Expressing gratitude (spoken or silent) is one way of honoring the food. Another way of honoring the food is to make of point of not taking more than you need. Take enough, and stop when you are comfortably full. This is easier if you eat in a mindful, attentive way.
When you don’t pay attention to your food, it’s stunning how little you taste it. And when you don’t taste your food, it’s hard to feel satisfied, even when by any objective measure (i.e., stomach fullness) you have had enough.
When we eat mindlessly, we often eat quickly. As I’m sure you know, it take about 20 minutes for our stomach to send the “Hey, I’m full” message to your brain. When you inhale your food without tasting it, that’s a perfect set up for overeating to the point of discomfort. On that note, I enjoyed the Washington Post article “Cut calories with better chewing.” Even if you aren’t worried about calories, per se, chewing properly helps you slow down your eating pace, which helps you be more mindful and appreciative about the lovely meal you are partaking in.

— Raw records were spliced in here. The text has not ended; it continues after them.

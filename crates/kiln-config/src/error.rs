//! Error types for configuration validation and loading.

use std::path::PathBuf;

use thiserror::Error;

pub type Result<T> = std::result::Result<T, ConfigError>;

#[derive(Debug, Error)]
pub enum ConfigError {
    // Filesystem validation errors (for CLI use)
    #[error("source directory not found: {}", path.display())]
    SourceDirNotFound { path: PathBuf },

    #[error("HTML template not found: {}", path.display())]
    TemplateNotFound { path: PathBuf },

    // Config parsing/loading errors
    #[error("config not found")]
    NotFound,

    #[error("failed to parse {}: {message}", path.display())]
    Parse { path: PathBuf, message: String },

    #[error("invalid value for '{field}'{}", hint.as_ref().map(|h| format!(": {h}")).unwrap_or_default())]
    InvalidValue { field: String, hint: Option<String> },

    // Schema validation errors (no filesystem checks)
    #[error("no entries specified")]
    NoEntries,

    #[error("schema validation failed: {message}")]
    SchemaValidation {
        message: String,
        hint: Option<String>,
    },

    #[error("failed to extract configuration: {0}")]
    Extract(#[from] Box<figment::Error>),

    // I/O errors
    #[error("I/O error: {0}")]
    Io(#[from] std::io::Error),
}

impl ConfigError {
    /// Hint shown alongside the error by the CLI, when one exists.
    pub fn hint(&self) -> Option<&str> {
        match self {
            Self::NotFound => Some("Create a kiln.toml or add a \"kiln\" field to package.json"),
            Self::NoEntries => Some("Declare at least one [[entry]] with a name and modules"),
            Self::InvalidValue { hint, .. } | Self::SchemaValidation { hint, .. } => {
                hint.as_deref()
            }
            Self::SourceDirNotFound { .. } => Some("Check `source_dir` relative to the project root"),
            Self::TemplateNotFound { .. } => Some("Check `html_template` relative to the project root"),
            _ => None,
        }
    }
}

impl From<figment::Error> for ConfigError {
    fn from(err: figment::Error) -> Self {
        Self::Extract(Box::new(err))
    }
}
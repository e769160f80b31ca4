#![cfg_attr(docsrs, feature(doc_cfg))]

//! # kiln-bundler
//!
//! Kiln build pipeline - turns a browser application's source tree into a
//! deployable set of fingerprinted artifacts, an asset manifest and an
//! offline-cache service worker.
//!
//! The build is an explicit, ordered list of [`Stage`]s run by a driver that
//! stops at the first fatal diagnostic. Nothing is written to disk until every
//! stage has succeeded, so a failed build never leaves a partial output tree.
//!
//! ## Quick Start
//!
//! ```no_run
//! use kiln_bundler::Bundler;
//! use kiln_config::discover;
//!
//! # #[tokio::main]
//! # async fn main() -> Result<(), Box<dyn std::error::Error>> {
//! let config = discover(".")?;
//! let report = Bundler::new(config)?.build().await?;
//!
//! for artifact in &report.artifacts {
//!     println!("{} ({} bytes)", artifact.path, artifact.size);
//! }
//! # Ok(()) }
//! ```
//!
//! ### Build in memory
//!
//! ```no_run
//! use kiln_bundler::Bundler;
//! use kiln_config::KilnConfig;
//!
//! # fn main() -> kiln_bundler::Result<()> {
//! let bundler = Bundler::new(KilnConfig::with_root("./my-app"))?;
//! let output = bundler.build_in_memory()?;
//! let manifest = output.get("asset-manifest.json").expect("manifest");
//! println!("{}", manifest.text());
//! # Ok(()) }
//! ```

pub mod bundler;
pub mod cache;
pub mod chunk;
pub mod diagnostics;
pub mod env;
pub mod graph;
pub mod hash;
pub mod html;
pub mod manifest;
pub mod media;
pub mod output;
pub mod pipeline;
pub mod render;
pub mod resolver;
pub mod rules;
pub mod runtime;
pub mod script;
pub mod service_worker;
pub mod style;
pub mod workers;

// Logging utilities (optional, enabled with "logging" feature)
#[cfg(feature = "logging")]
#[cfg_attr(docsrs, doc(cfg(feature = "logging")))]
pub mod logging;

#[cfg(feature = "logging")]
#[cfg_attr(docsrs, doc(cfg(feature = "logging")))]
pub use logging::{LogLevel, init_logging};

pub use bundler::{Bundler, CheckReport};
pub use diagnostics::{Diagnostic, DiagnosticKind, Severity};
pub use env::ClientEnvironment;
pub use graph::{Module, ModuleGraph, ModuleId, ModuleKind};
pub use output::{Artifact, ArtifactKind, ArtifactSummary, BuildOutput};
pub use pipeline::{
    BuildContext, BuildReport, BuildState, Pipeline, ProgressCallback, Stage, StageEvent,
    StageOutput, StageTiming,
};
pub use rules::{Category, Rule, RuleSet};
pub use workers::{PoolKind, WorkerLease, WorkerPool};

/// Error types for kiln-bundler operations.
#[derive(Debug, thiserror::Error)]
pub enum Error {
    /// Invalid configuration provided.
    #[error("Invalid configuration: {0}")]
    InvalidConfig(String),

    /// I/O error with context message.
    #[error("{message}")]
    Io {
        message: String,
        #[source]
        source: std::io::Error,
    },

    /// One or more fatal diagnostics stopped the build.
    #[error("{}", format_build_error(diagnostics))]
    Build { diagnostics: Vec<Diagnostic> },

    /// A module request could not be resolved.
    #[error("Cannot resolve '{specifier}' from {importer}")]
    Resolve { specifier: String, importer: String },

    /// No transformation rule claims the file.
    #[error("No rule matches {path}")]
    NoMatchingRule { path: String },

    /// A script or stylesheet could not be transformed.
    #[error("Transform failed for {file}: {message}")]
    Transform { file: String, message: String },

    /// Invalid output path (e.g., directory traversal attempt).
    #[error("Invalid output path: {0}")]
    OutputPath(String),

    /// File write operation failed.
    #[error("Write failure: {0}")]
    WriteFailure(String),

    /// A worker pool could not be created.
    #[error("Worker pool error: {0}")]
    WorkerPool(String),
}

/// Result type alias for kiln-bundler operations.
pub type Result<T> = std::result::Result<T, Error>;

impl Error {
    pub(crate) fn io(message: impl Into<String>, source: std::io::Error) -> Self {
        Error::Io {
            message: message.into(),
            source,
        }
    }

    /// Fatal diagnostics carried by a [`Error::Build`], empty otherwise.
    pub fn diagnostics(&self) -> &[Diagnostic] {
        match self {
            Error::Build { diagnostics } => diagnostics,
            _ => &[],
        }
    }
}

impl From<kiln_config::ConfigError> for Error {
    fn from(err: kiln_config::ConfigError) -> Self {
        Error::InvalidConfig(err.to_string())
    }
}

fn format_build_error(diagnostics: &[Diagnostic]) -> String {
    match diagnostics {
        [] => "Build failed".to_string(),
        [single] => format!("Build failed: {}", single.headline()),
        [first, rest @ ..] => format!(
            "Build failed with {} errors, first: {}",
            rest.len() + 1,
            first.headline()
        ),
    }
}

impl miette::Diagnostic for Error {
    fn code(&self) -> Option<Box<dyn std::fmt::Display + '_>> {
        Some(Box::new(match self {
            Error::InvalidConfig(_) => "kiln::invalid_config",
            Error::Io { .. } => "kiln::io",
            Error::Build { .. } => "kiln::build",
            Error::Resolve { .. } => "kiln::resolve",
            Error::NoMatchingRule { .. } => "kiln::no_matching_rule",
            Error::Transform { .. } => "kiln::transform",
            Error::OutputPath(_) => "kiln::output_path",
            Error::WriteFailure(_) => "kiln::write_failure",
            Error::WorkerPool(_) => "kiln::worker_pool",
        }))
    }

    fn severity(&self) -> Option<miette::Severity> {
        Some(miette::Severity::Error)
    }

    fn help(&self) -> Option<Box<dyn std::fmt::Display + '_>> {
        match self {
            Error::InvalidConfig(_) => Some(Box::new(
                "Check kiln.toml (or the \"kiln\" field of package.json) for invalid values.",
            )),
            Error::Build { diagnostics } if diagnostics.len() > 1 => Some(Box::new(
                "Every error is listed below. No files were written.",
            )),
            Error::Build { .. } => Some(Box::new("No files were written.")),
            Error::Resolve { specifier, .. } => Some(Box::new(format!(
                "Check that '{specifier}' exists, or declare it in [externals] if the page provides it."
            ))),
            Error::NoMatchingRule { .. } => Some(Box::new(
                "HTML and other non-asset files cannot be imported from scripts.",
            )),
            Error::OutputPath(_) => Some(Box::new(
                "Output paths must stay inside the output directory.",
            )),
            Error::WriteFailure(_) => Some(Box::new(
                "Check disk space and permissions of the output directory.",
            )),
            Error::WorkerPool(_) => Some(Box::new(
                "Lower [workers] counts or check the process thread limit.",
            )),
            _ => None,
        }
    }

    fn related(&self) -> Option<Box<dyn Iterator<Item = &dyn miette::Diagnostic> + '_>> {
        match self {
            Error::Build { diagnostics } if !diagnostics.is_empty() => Some(Box::new(
                diagnostics.iter().map(|d| d as &dyn miette::Diagnostic),
            )),
            _ => None,
        }
    }
}
//! Build artifacts held in memory until publish.

pub mod writer;

use std::borrow::Cow;
use std::path::Path;
use std::sync::Arc;

use serde::Serialize;

pub use writer::publish;

use crate::Result;

/// What produced an artifact.
#[derive(Debug, Clone, Copy, PartialEq, Eq, PartialOrd, Ord, Hash, Serialize)]
#[serde(rename_all = "kebab-case")]
pub enum ArtifactKind {
    Script,
    AsyncScript,
    Style,
    Media,
    Copied,
    Html,
    Manifest,
    ServiceWorker,
}

impl ArtifactKind {
    pub fn label(self) -> &'static str {
        match self {
            ArtifactKind::Script => "script",
            ArtifactKind::AsyncScript => "async chunk",
            ArtifactKind::Style => "style",
            ArtifactKind::Media => "media",
            ArtifactKind::Copied => "copied",
            ArtifactKind::Html => "html",
            ArtifactKind::Manifest => "manifest",
            ArtifactKind::ServiceWorker => "service worker",
        }
    }
}

/// One output file.
#[derive(Debug, Clone, PartialEq, Eq)]
pub struct Artifact {
    /// Path relative to the output directory, forward slashes
    pub path: String,
    /// Manifest key, when the artifact is listed in the manifest
    pub logical: Option<String>,
    pub kind: ArtifactKind,
    pub content: Arc<Vec<u8>>,
    pub size: u64,
}

impl Artifact {
    pub fn new(
        path: impl Into<String>,
        logical: Option<String>,
        kind: ArtifactKind,
        content: impl Into<Vec<u8>>,
    ) -> Self {
        let content: Vec<u8> = content.into();
        Self {
            path: path.into(),
            logical,
            kind,
            size: content.len() as u64,
            content: Arc::new(content),
        }
    }

    /// Artifact over content already held elsewhere (media bytes in the graph).
    pub fn shared(
        path: impl Into<String>,
        logical: Option<String>,
        kind: ArtifactKind,
        content: Arc<Vec<u8>>,
    ) -> Self {
        Self {
            path: path.into(),
            logical,
            kind,
            size: content.len() as u64,
            content,
        }
    }

    /// Content as text, lossy for binary files.
    pub fn text(&self) -> Cow<'_, str> {
        String::from_utf8_lossy(&self.content)
    }

    pub fn file_name(&self) -> &str {
        self.path.rsplit('/').next().unwrap_or(&self.path)
    }

    pub fn summary(&self) -> ArtifactSummary {
        ArtifactSummary {
            path: self.path.clone(),
            kind: self.kind,
            size: self.size,
        }
    }
}

/// Artifact without its content, as listed in a build report.
#[derive(Debug, Clone, PartialEq, Eq, Serialize)]
pub struct ArtifactSummary {
    pub path: String,
    pub kind: ArtifactKind,
    pub size: u64,
}

/// Every artifact of a finished build, sorted by path.
#[derive(Debug, Clone, Default, PartialEq, Eq)]
pub struct BuildOutput {
    artifacts: Vec<Artifact>,
}

impl BuildOutput {
    pub fn new(mut artifacts: Vec<Artifact>) -> Self {
        artifacts.sort_by(|a, b| a.path.cmp(&b.path));
        Self { artifacts }
    }

    pub fn get(&self, path: &str) -> Option<&Artifact> {
        self.artifacts
            .binary_search_by(|a| a.path.as_str().cmp(path))
            .ok()
            .map(|i| &self.artifacts[i])
    }

    pub fn artifacts(&self) -> &[Artifact] {
        &self.artifacts
    }

    pub fn iter(&self) -> impl Iterator<Item = &Artifact> {
        self.artifacts.iter()
    }

    /// Artifacts of one kind, in path order.
    pub fn of_kind(&self, kind: ArtifactKind) -> impl Iterator<Item = &Artifact> {
        self.artifacts.iter().filter(move |a| a.kind == kind)
    }

    pub fn len(&self) -> usize {
        self.artifacts.len()
    }

    pub fn is_empty(&self) -> bool {
        self.artifacts.is_empty()
    }

    pub fn total_size(&self) -> u64 {
        self.artifacts.iter().map(|a| a.size).sum()
    }

    /// Write every artifact under `dir`. See [`writer::publish`].
    pub fn write_to(&self, dir: &Path, clean: bool) -> Result<()> {
        publish(self, dir, clean)
    }
}

#[cfg(test)]
mod tests {
    use super::*;

    #[test]
    fn lookup_by_path() {
        let output = BuildOutput::new(vec![
            Artifact::new("index.html", Some("index.html".into()), ArtifactKind::Html, "<html>"),
            Artifact::new("asset-manifest.json", None, ArtifactKind::Manifest, "{}"),
            Artifact::new("static/js/index.0123abcd.js", None, ArtifactKind::Script, "x"),
        ]);
        assert_eq!(output.artifacts()[0].path, "asset-manifest.json");
        assert_eq!(output.get("index.html").unwrap().text(), "<html>");
        assert!(output.get("missing.js").is_none());
        assert_eq!(output.total_size(), 9);
        assert_eq!(output.get("static/js/index.0123abcd.js").unwrap().file_name(), "index.0123abcd.js");
        assert_eq!(output.of_kind(ArtifactKind::Script).count(), 1);
    }
}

Even when we are being mindful and making a point to eat when we are hungry and stop when we are not, food pushers can thwart our resolve. For tips on how to gently deflect these (usually) well-meaning friends, family and coworkers, peruse the column I wrote last year, “Save your healthful eating habits by foiling holiday food pushers.”
It’s Diabetes Awareness Month, and while eating to manage blood sugar levels can feel challenging even on an ordinary day, it can feel more difficult during the holidays. Eating mindfully can be a real benefit (Megrette Fletcher works primarily with clients with diabetes). The Centers for Disease Control and Prevention also has a nice article on “Managing your diabetes during the holidays.”
Finally, “food-based” holidays can be extremely stressful for people who struggle with disordered eating or actual eating disorders. I recently came across two great articles/posts on the subject, “Tips for staying on the eating disorder recovery track throughout the holiday” and “Thanksgiving with an eating disorder: How to make it easier.” Highly recommended reading for anyone who struggles with some form of disordered eating, as well as for those who will be sharing the Thanksgiving meal with someone who is (or may be) struggling.